The result should be similar to:

+----------------------+----------------------+---------------------+---------------------+----------------------+----------------------+----------------------+
| name | type | batch_interval | batch_size | transformation_name | owner | is running |
+----------------------+----------------------+---------------------+---------------------+----------------------+----------------------+----------------------+
| "myStream" | "kafka" | 100 | 1000 | "my.kafka_transform" | Null | false |
+----------------------+----------------------+---------------------+---------------------+----------------------+----------------------+----------------------+

The result contains the most important information about the existing streams, e.g., its name, topics it is subscribed to, etc.

Check if the stream is working

Maybe at first, you don't want to run the stream in the background but see the actual result of the transformation. This can be handy when implementing a transformation. To achieve that, we can use the CHECK STREAM query. This query will consume the message from the last committed offset but won't commit the offsets. That means you are free to play around with it, and there won't be any permanent effects.
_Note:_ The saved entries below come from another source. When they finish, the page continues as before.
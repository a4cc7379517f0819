//! Determinism property: the same arguments give the same edge vector.

use proptest::test_runner::{TestCaseError, TestCaseResult};

use crate::generate;

use super::types::GeneratorFixture;

pub(super) fn run_determinism_property(fixture: GeneratorFixture) -> TestCaseResult {
    let run = || {
        generate(fixture.vertex_count, fixture.block_size, fixture.seed)
            .map_err(|err| TestCaseError::fail(format!("{fixture:?}: generate failed: {err}")))
    };
    let first = run()?;
    let second = run()?;

    if first.len() != second.len() {
        return Err(TestCaseError::fail(format!(
            "{fixture:?}: edge count mismatch: {} vs {}",
            first.len(),
            second.len()
        )));
    }
    for (index, (left, right)) in first.iter().zip(&second).enumerate() {
        if left != right {
            return Err(TestCaseError::fail(format!(
                "{fixture:?}: edge {index} differs: {left:?} vs {right:?}"
            )));
        }
    }
    Ok(())
}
For a freshly created stream there is probably no committed offset, so the CHECK STREAM query will wait for new messages. By default, the query will wait 30000 milliseconds (30 seconds) and after that, it will throw a timeout exception. To give us some more time, use a larger timeout, e.g.: 60000 milliseconds (60 seconds):

CHECK STREAM myStream TIMEOUT 60000;

If you started the query, let's send some messages to the topic in the same way as described in the Kafka quick start guide. You should see a similar output:

+--------------------------------------------------------------------------------------+--------------------------------------------------------------------------------------+
| query | parameters |
+--------------------------------------------------------------------------------------+--------------------------------------------------------------------------------------+
| "CREATE (n:MESSAGE {timestamp: $timestamp, payload: $payload, topic: $topic})" | {payload: "Example message 1", timestamp: 1625757014009, topic: "quickstart-events"} |
+--------------------------------------------------------------------------------------+--------------------------------------------------------------------------------------+

If you want to consume more batches, you can also increase the batch limit:

CHECK STREAM myStream BATCH_LIMIT 3 TIMEOUT 60000;

As a result, you should see multiple messages (probably 3) in the output:

+--------------------------------------------------------------------------------------+--------------------------------------------------------------------------------------+
| query | parameters |
+--------------------------------------------------------------------------------------+--------------------------------------------------------------------------------------+
| "CREATE (n:MESSAGE {timestamp: $timestamp, payload: $payload, topic: $topic})" | {payload: "Memgraph <3 Kafka", timestamp: 1625757026942, topic: "quickstart-events"} |
| "CREATE (n:MESSAGE {timestamp: $timestamp, payload: $payload, topic: $topic})" | {payload: "Example message 2", timestamp: 1625757112493, topic: "quickstart-events"} |
| "CREATE (n:MESSAGE {timestamp: $timestamp, payload: $payload, topic: $topic})" | {payload: "Example message 3", timestamp: 1625757118408, topic: "quickstart-events"} |
+--------------------------------------------------------------------------------------+--------------------------------------------------------------------------------------+

Start the stream

As we just demonstrated that the stream is working, we can start to ingest data into the database by starting the stream and sending some messages to the topic.

START STREAM myStream;

After sending a few messages to the topic, the created vertices can be checked by executing MATCH (n: MESSAGE) RETURN n:

+-----------------------------------------------------------------------------------------------+
| n |
+-----------------------------------------------------------------------------------------------+
| (:MESSAGE {payload: "first message", timestamp: 1625757438919, topic: "quickstart-events"}) |
| (:MESSAGE {payload: "another message", timestamp: 1625757441665, topic: "quickstart-events"}) |
| (:MESSAGE {payload: "it is working!", timestamp: 1625757444175, topic: "quickstart-events"}) |
+-----------------------------------------------------------------------------------------------+

Committed offsets

As our stream processed at least one message after starting it, it will commit the message offset to the Kafka cluster. That means if the stream is stopped by stopping it with the STOP STREAM myStream query (or by shutting Memgraph down), the last committed offset will be retrieved from the Kafka cluster after restarting the stream.

info

NOTE: As the committed offsets are stored for the consumer groups on the Kafka cluster, if a new stream is created using the same consumer group, it might continue consuming the message from the same offset where the previous stream stopped. You can mitigate this by using different consumer group names or resetting the committed offset via Kafka admin client.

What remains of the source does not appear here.